## Problem details
Across all the entries below, how many lines contain the string "class"? The number by itself is the answer.
── Material for this exercise ──
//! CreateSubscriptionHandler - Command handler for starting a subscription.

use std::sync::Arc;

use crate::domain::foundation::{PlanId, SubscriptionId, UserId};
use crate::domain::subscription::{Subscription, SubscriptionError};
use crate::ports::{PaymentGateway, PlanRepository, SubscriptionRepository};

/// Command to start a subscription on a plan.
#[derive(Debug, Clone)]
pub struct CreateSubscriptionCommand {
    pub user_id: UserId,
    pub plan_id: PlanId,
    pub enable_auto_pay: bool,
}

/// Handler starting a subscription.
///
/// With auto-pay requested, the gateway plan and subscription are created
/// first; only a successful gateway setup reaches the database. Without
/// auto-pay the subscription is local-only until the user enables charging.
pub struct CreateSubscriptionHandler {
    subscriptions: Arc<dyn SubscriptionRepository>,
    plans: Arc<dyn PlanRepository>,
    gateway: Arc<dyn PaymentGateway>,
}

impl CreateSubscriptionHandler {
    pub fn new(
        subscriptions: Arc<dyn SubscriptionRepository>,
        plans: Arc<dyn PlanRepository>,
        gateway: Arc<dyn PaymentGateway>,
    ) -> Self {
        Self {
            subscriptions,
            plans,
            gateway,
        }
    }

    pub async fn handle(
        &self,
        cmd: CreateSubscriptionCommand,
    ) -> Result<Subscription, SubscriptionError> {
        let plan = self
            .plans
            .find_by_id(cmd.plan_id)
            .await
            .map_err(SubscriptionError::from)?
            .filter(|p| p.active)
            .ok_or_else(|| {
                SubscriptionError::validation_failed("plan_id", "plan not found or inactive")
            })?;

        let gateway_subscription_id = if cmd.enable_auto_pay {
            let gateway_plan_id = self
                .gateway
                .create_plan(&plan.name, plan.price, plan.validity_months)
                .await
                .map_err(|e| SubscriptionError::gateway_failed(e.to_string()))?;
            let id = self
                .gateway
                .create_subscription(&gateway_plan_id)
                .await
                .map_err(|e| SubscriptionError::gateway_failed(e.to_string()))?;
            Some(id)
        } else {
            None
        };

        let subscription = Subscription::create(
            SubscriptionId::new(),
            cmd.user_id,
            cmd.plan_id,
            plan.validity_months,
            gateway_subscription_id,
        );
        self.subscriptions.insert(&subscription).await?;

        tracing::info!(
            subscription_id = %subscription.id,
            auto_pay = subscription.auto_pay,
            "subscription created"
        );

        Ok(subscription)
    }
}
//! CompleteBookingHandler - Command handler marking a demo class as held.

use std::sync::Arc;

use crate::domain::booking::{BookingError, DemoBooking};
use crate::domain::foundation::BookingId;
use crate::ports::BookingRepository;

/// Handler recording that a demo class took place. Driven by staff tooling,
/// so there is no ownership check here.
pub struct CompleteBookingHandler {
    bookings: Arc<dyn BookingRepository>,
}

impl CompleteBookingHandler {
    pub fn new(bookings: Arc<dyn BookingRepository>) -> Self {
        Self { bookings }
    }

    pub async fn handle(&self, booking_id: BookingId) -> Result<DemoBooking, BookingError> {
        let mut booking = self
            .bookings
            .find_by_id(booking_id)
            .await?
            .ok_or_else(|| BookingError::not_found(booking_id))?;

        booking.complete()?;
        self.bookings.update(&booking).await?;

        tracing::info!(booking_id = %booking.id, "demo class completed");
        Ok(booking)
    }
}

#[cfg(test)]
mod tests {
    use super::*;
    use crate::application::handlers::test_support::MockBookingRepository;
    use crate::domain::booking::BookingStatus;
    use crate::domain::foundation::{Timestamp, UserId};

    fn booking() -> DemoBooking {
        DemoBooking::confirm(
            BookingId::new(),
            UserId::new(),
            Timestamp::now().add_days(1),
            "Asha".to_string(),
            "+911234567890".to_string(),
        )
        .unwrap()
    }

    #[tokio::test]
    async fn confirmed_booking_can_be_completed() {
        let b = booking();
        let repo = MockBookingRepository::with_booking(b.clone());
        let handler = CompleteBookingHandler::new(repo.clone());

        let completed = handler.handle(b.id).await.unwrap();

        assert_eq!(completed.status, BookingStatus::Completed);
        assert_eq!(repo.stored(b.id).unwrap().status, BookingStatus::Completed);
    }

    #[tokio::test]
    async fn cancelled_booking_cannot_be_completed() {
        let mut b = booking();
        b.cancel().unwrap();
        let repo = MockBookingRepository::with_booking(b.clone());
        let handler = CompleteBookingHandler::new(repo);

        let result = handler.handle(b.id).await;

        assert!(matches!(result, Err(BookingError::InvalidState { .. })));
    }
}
───
── Material for this exercise ──
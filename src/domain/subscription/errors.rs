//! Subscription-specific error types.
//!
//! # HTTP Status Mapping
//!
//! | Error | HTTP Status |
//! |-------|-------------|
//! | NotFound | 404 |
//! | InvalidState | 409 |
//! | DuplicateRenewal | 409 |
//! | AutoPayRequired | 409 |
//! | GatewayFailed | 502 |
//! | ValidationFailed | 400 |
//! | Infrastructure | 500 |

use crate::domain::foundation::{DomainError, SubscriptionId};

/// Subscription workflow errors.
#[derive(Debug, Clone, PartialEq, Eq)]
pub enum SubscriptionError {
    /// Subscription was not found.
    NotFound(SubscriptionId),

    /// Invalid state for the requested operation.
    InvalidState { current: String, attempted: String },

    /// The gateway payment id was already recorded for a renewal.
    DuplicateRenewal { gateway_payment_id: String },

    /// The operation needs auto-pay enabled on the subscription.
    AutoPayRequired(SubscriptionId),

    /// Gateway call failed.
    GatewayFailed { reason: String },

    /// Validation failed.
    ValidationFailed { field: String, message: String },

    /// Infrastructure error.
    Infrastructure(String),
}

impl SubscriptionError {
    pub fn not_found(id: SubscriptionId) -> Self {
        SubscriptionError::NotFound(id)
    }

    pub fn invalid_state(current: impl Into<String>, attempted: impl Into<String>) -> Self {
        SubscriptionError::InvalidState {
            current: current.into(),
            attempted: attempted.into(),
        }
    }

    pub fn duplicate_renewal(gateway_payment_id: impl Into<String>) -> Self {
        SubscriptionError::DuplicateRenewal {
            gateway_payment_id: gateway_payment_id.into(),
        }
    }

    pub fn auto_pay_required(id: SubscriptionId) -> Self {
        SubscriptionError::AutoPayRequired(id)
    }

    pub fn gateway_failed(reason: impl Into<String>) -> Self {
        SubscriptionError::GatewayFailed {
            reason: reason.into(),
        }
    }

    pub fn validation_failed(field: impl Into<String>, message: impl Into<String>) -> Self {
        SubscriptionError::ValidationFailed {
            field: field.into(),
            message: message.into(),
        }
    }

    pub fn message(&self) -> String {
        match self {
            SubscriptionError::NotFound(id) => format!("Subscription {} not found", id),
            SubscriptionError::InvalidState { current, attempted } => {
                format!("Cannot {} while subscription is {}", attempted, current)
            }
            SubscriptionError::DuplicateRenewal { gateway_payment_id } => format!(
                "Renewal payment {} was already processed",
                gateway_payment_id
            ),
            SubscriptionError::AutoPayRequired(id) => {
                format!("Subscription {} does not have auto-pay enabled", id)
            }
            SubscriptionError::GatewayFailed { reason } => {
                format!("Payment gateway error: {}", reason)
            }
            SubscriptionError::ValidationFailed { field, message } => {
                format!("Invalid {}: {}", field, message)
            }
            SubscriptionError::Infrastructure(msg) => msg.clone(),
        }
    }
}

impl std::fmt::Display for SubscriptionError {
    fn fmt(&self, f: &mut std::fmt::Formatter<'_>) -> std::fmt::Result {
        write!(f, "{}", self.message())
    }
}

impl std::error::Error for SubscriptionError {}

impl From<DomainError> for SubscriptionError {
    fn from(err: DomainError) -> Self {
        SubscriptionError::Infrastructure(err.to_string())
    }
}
───
## Exercise answer
3